Пробежав почти квартал, я отдышалась и зашагала спокойно, стараясь не оглядываться и не привлекать излишнего внимания. На площади толчеи уже не было — народ разошёлся по домам, и лотки пустовали. Остановившись у городской ратуши, я не смогла пройти мимо красующегося здесь же знакомого изображения. Даже платье на нём было то же, что и на мне — узкие длинные рукава, высокий воротник-стойка, вниз тянется ряд костяных пуговок до самой талии, которую несколько раз опоясывает длинный с кистями пояс.
Надпись гласила: «Сыскивается. Награда за любые сведения».
Ну, и что прикажете делать? Убежать и спрятаться или пойти и сдаться, чтобы перед тем, как болтаться на виселице, узнать, кто я, и за что такая немилость? Что не говори, а мне по душе первый вариант.

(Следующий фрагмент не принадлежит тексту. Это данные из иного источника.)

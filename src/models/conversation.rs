use chrono::{DateTime, Utc};
use serde::{Deserialize, Serialize};
use sqlx::FromRow;
use uuid::Uuid;

use super::{preview, LeadSummary, Message, MessageDirection};

/// The messaging thread between an organization and one of its leads.
/// `(organization_id, lead_id)` is unique.
#[derive(Debug, Clone, PartialEq, Serialize, Deserialize, FromRow)]
pub struct Conversation {
    pub id: Uuid,
    pub organization_id: Uuid,
    pub lead_id: Uuid,
    pub last_message: String,
    pub last_message_at: Option<DateTime<Utc>>,
    pub unread_count: i64,
    /// Set when staff open the thread; inbound messages after it are unread.
    pub last_read_at: Option<DateTime<Utc>>,
    pub platform: ConversationPlatform,
    pub external_thread_id: Option<String>,
    pub created_at: DateTime<Utc>,
    pub updated_at: DateTime<Utc>,
}

#[derive(Debug, Clone, Copy, PartialEq, Eq, Serialize, Deserialize, sqlx::Type)]
#[sqlx(type_name = "conversation_platform", rename_all = "lowercase")]
#[serde(rename_all = "lowercase")]
pub enum ConversationPlatform {
    Whatsapp,
    Sms,
    Email,
}

impl Default for ConversationPlatform {
    fn default() -> Self {
        Self::Whatsapp
    }
}

#[derive(Debug, Clone)]
pub struct NewConversation {
    pub organization_id: Uuid,
    pub lead_id: Uuid,
    pub platform: ConversationPlatform,
    pub external_thread_id: Option<String>,
}

/// Candidate head of the cached projection, taken from one message.
#[derive(Debug, Clone)]
pub struct ProjectionUpdate {
    pub preview: String,
    pub message_at: DateTime<Utc>,
}

impl ProjectionUpdate {
    pub fn from_message(message: &Message) -> Self {
        Self {
            preview: preview(message.message_type, &message.content, &message.metadata),
            message_at: message.created_at,
        }
    }
}

impl Conversation {
    /// Inbound and received after the read marker.
    pub fn counts_as_unread(&self, message: &Message) -> bool {
        message.direction == MessageDirection::Inbound
            && self.last_read_at.map_or(true, |read| message.received_at > read)
    }

    /// Folds a message into the projection.
    ///
    /// `last_message`/`last_message_at` only move forward in time: a delayed
    /// message older than the current head leaves them untouched, and on
    /// equal timestamps the later fold wins. `unread_count` is recounted from
    /// `log`, the conversation's messages, so folding the same message twice
    /// changes nothing.
    pub fn apply_projection<'a>(
        &mut self,
        update: &ProjectionUpdate,
        log: impl IntoIterator<Item = &'a Message>,
    ) {
        let advances = match self.last_message_at {
            None => true,
            Some(current) => update.message_at >= current,
        };
        if advances {
            self.last_message = update.preview.clone();
            self.last_message_at = Some(update.message_at);
        }
        self.unread_count = log
            .into_iter()
            .filter(|message| message.conversation_id == self.id && self.counts_as_unread(message))
            .count() as i64;
    }

    /// Sort key for the sidebar: newest activity first.
    pub fn activity_at(&self) -> DateTime<Utc> {
        self.last_message_at.unwrap_or(self.created_at)
    }
}

#[derive(Debug, Clone, Serialize, Deserialize)]
pub struct ConversationWithLead {
    #[serde(flatten)]
    pub conversation: Conversation,
    pub lead: Option<LeadSummary>,
}
use chrono::{DateTime, Utc};
use serde::{Deserialize, Serialize};
use sqlx::FromRow;
use uuid::Uuid;

use super::MessageDirection;

/// A prospect captured from an ad form. `external_id` is unique across all
/// organizations; `phone` is the join key for messaging.
#[derive(Debug, Clone, PartialEq, Serialize, Deserialize, FromRow)]
pub struct Lead {
    pub id: Uuid,
    pub organization_id: Uuid,
    pub campaign_id: Option<Uuid>,
    pub external_id: String,
    pub name: String,
    pub phone: String,
    pub email: Option<String>,
    pub status: LeadStatus,
    pub note: Option<String>,
    pub created_at: DateTime<Utc>,
    pub updated_at: DateTime<Utc>,
}

#[derive(Debug, Clone, Copy, PartialEq, Eq, Hash, Serialize, Deserialize, sqlx::Type)]
#[sqlx(type_name = "lead_status")]
pub enum LeadStatus {
    New,
    Contacted,
    Responded,
    Converted,
    Lost,
    Qualified,
}

impl Default for LeadStatus {
    fn default() -> Self {
        Self::New
    }
}

impl LeadStatus {
    pub const ALL: [LeadStatus; 6] = [
        Self::New,
        Self::Contacted,
        Self::Responded,
        Self::Converted,
        Self::Lost,
        Self::Qualified,
    ];

    /// Leads that have been reached out to, counted in `contacted_leads`.
    pub fn counts_as_contacted(self) -> bool {
        matches!(
            self,
            Self::Contacted | Self::Responded | Self::Qualified | Self::Converted
        )
    }

    pub fn counts_as_converted(self) -> bool {
        self == Self::Converted
    }

    /// Status a message in `direction` moves the lead to, if any.
    ///
    /// Messages only ever advance the early pipeline stages; anything a
    /// staff member has set beyond `Contacted` is left alone.
    pub fn after_message(self, direction: MessageDirection) -> Option<LeadStatus> {
        match (self, direction) {
            (Self::New, MessageDirection::Outbound) => Some(Self::Contacted),
            (Self::New | Self::Contacted, MessageDirection::Inbound) => Some(Self::Responded),
            _ => None,
        }
    }
}

#[derive(Debug, Clone)]
pub struct NewLead {
    pub organization_id: Uuid,
    pub campaign_id: Option<Uuid>,
    pub external_id: String,
    pub name: String,
    pub phone: String,
    pub email: Option<String>,
}

/// The slice of a lead the conversation sidebar needs.
#[derive(Debug, Clone, Serialize, Deserialize)]
pub struct LeadSummary {
    pub id: Uuid,
    pub name: String,
    pub phone: String,
    pub status: LeadStatus,
}

impl From<&Lead> for LeadSummary {
    fn from(lead: &Lead) -> Self {
        Self {
            id: lead.id,
            name: lead.name.clone(),
            phone: lead.phone.clone(),
            status: lead.status,
        }
    }
}

#[derive(Debug, Clone, Copy, PartialEq, Eq, Serialize, Deserialize, FromRow)]
pub struct StatusCount {
    pub status: LeadStatus,
    pub count: i64,
}

/// Read-side filter for the lead listings.
#[derive(Debug, Clone, Default)]
pub struct LeadFilter {
    pub status: Option<LeadStatus>,
    pub campaign_id: Option<Uuid>,
    pub created_from: Option<DateTime<Utc>>,
    pub created_to: Option<DateTime<Utc>>,
    pub phone: Option<String>,
    pub search: Option<String>,
    pub limit: i64,
    pub offset: i64,
}

impl LeadFilter {
    /// Whether `lead` passes every criterion except paging.
    pub fn matches(&self, lead: &Lead) -> bool {
        if self.status.is_some_and(|status| status != lead.status) {
            return false;
        }
        if self.campaign_id.is_some() && self.campaign_id != lead.campaign_id {
            return false;
        }
        if self.created_from.is_some_and(|from| lead.created_at < from) {
            return false;
        }
        if self.created_to.is_some_and(|to| lead.created_at >= to) {
            return false;
        }
        if self.phone.as_ref().is_some_and(|phone| phone != &lead.phone) {
            return false;
        }
        if let Some(term) = &self.search {
            let term = term.to_lowercase();
            if !lead.name.to_lowercase().contains(&term) && !lead.phone.contains(&term) {
                return false;
            }
        }
        true
    }
}
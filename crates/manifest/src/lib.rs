//! Manifest codec: a `---` separated YAML stream to and from ordered documents.

#![forbid(unsafe_code)]

use mapkubeapis_core::{Document, DocumentSequence};
use serde::Deserialize;
use serde_yaml::Value as Yaml;
use thiserror::Error;
use tracing::debug;

/// Stream header. Always emitted, even for a single document.
pub const DOCUMENT_SEPARATOR: &str = "---\n";

#[derive(Debug, Error)]
pub enum ManifestError {
    #[error("manifest too large ({bytes} bytes, max {max})")]
    TooLarge { bytes: usize, max: usize },
    #[error("failed to decode manifest document #{index}")]
    Decode {
        index: usize,
        #[source]
        source: serde_yaml::Error,
    },
    #[error("manifest document #{index} is not a mapping")]
    NotAMapping { index: usize },
    #[error("failed to encode manifest document #{index}")]
    Encode {
        index: usize,
        #[source]
        source: serde_yaml::Error,
    },
}

fn max_manifest_bytes() -> usize {
    std::env::var("MAPKUBEAPIS_MAX_MANIFEST_BYTES")
        .ok()
        .and_then(|s| s.parse::<usize>().ok())
        .unwrap_or(32 * 1024 * 1024)
}

/// Decode a manifest stream into documents, in stream order.
///
/// Documents that are empty (stray separators, comment-only sections, `{}`) are skipped.
/// Anything else that is not a mapping, and any YAML error, fails the whole decode.
pub fn decode(text: &str) -> Result<DocumentSequence, ManifestError> {
    decode_with_limit(text, max_manifest_bytes())
}

fn decode_with_limit(text: &str, max: usize) -> Result<DocumentSequence, ManifestError> {
    if text.len() > max {
        return Err(ManifestError::TooLarge { bytes: text.len(), max });
    }
    let mut docs = DocumentSequence::new();
    for (index, de) in serde_yaml::Deserializer::from_str(text).enumerate() {
        let value = Yaml::deserialize(de).map_err(|source| ManifestError::Decode { index, source })?;
        match value {
            Yaml::Null => continue,
            Yaml::Mapping(m) if m.is_empty() => continue,
            Yaml::Mapping(m) => docs.push(m),
            _ => return Err(ManifestError::NotAMapping { index }),
        }
    }
    debug!(documents = docs.len(), "decoded manifest");
    Ok(docs)
}

/// Encode documents as a single `---` prefixed stream.
pub fn encode(docs: &[Document]) -> Result<String, ManifestError> {
    // ~1 KiB per document is typical for rendered chart output
    let mut out = String::with_capacity(DOCUMENT_SEPARATOR.len() + 1024 * docs.len());
    out.push_str(DOCUMENT_SEPARATOR);
    for (index, doc) in docs.iter().enumerate() {
        if index > 0 {
            out.push_str(DOCUMENT_SEPARATOR);
        }
        let rendered = serde_yaml::to_string(doc).map_err(|source| ManifestError::Encode { index, source })?;
        out.push_str(&rendered);
    }
    Ok(out)
}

Пришлось изрядно поплутать, чтобы найти улицу с рукотворным прудиком на окраине города. До знакомого дома я добралась уже на закате. В раздумьях постояла у калитки и, не заметив во дворе никакого движения, начала бросать в окошко мелкие камешки. Гастомысл не замедлил появиться на крыльце, напряжённо всматриваясь в темноту.
— Эй! Это я! — я старалась говорить шёпотом.
Сообразив, наконец, что к чему, он осторожно приблизился к калитке и отворил её:
— Бажена? Ты что тут делаешь?
— Мне ночевать негде.
Парень медлил и чесал в затылке.
— Матери скажи, что заплачу? — я начинала волноваться.
— Она не обрадуется, когда тебя увидит. Да и отец с брательником вот-вот вернутся, и явно не трезвые.
Я схватила его за рукав:
— Гастомыслушка, ты у меня — один-единственный знакомый на весь город, мне больше некуда идти, неужели у тебя хватит совести оставить девушку на улице?
Здоровяк сдался:
— Ладно… Только погодь маленько, пока мать корову подоит и в хату воротится. Тута подожди, скоро вернусь.
Я наматывала круги у калитки, сложив за спиной руки. Но Гастомысл не заставил себя долго ждать. Вскоре он приближался к забору, освещая себе путь оплывшей свечой в старой плошке. Не дойдя до калитки, он вскрикнул и выронил свечу.
— Кто здесь? — спросил он дрожащим голосом.
— Это я. Ты что, забыл уже?
— Бажена, ты?
— Да я! Кто ж ещё?!
— А почему у тебя глаза так страшно светятся?
— Не знаю. Может, впустишь уже, пока меня комары вконец не загрызли?
Парень отворил калитку и позвал за собой, приложив палец к губам.
— Вот, — приоткрыл он дверь сарая. — На сеннике заночуешь. А утром я за тобой приду.
— Ладно, и на том спасибо, — вздохнула я.
— Принести чего? Есть хочешь?
— Ничего не нужно, — я присела на сено.
— Зачем же в город пёрлась, ежели некуда идтить? — разместился он рядом.
— Сама не знаю.
— И что дальше думаешь делать?
— Завтра уйду отсюда. Куда-нибудь. Подальше.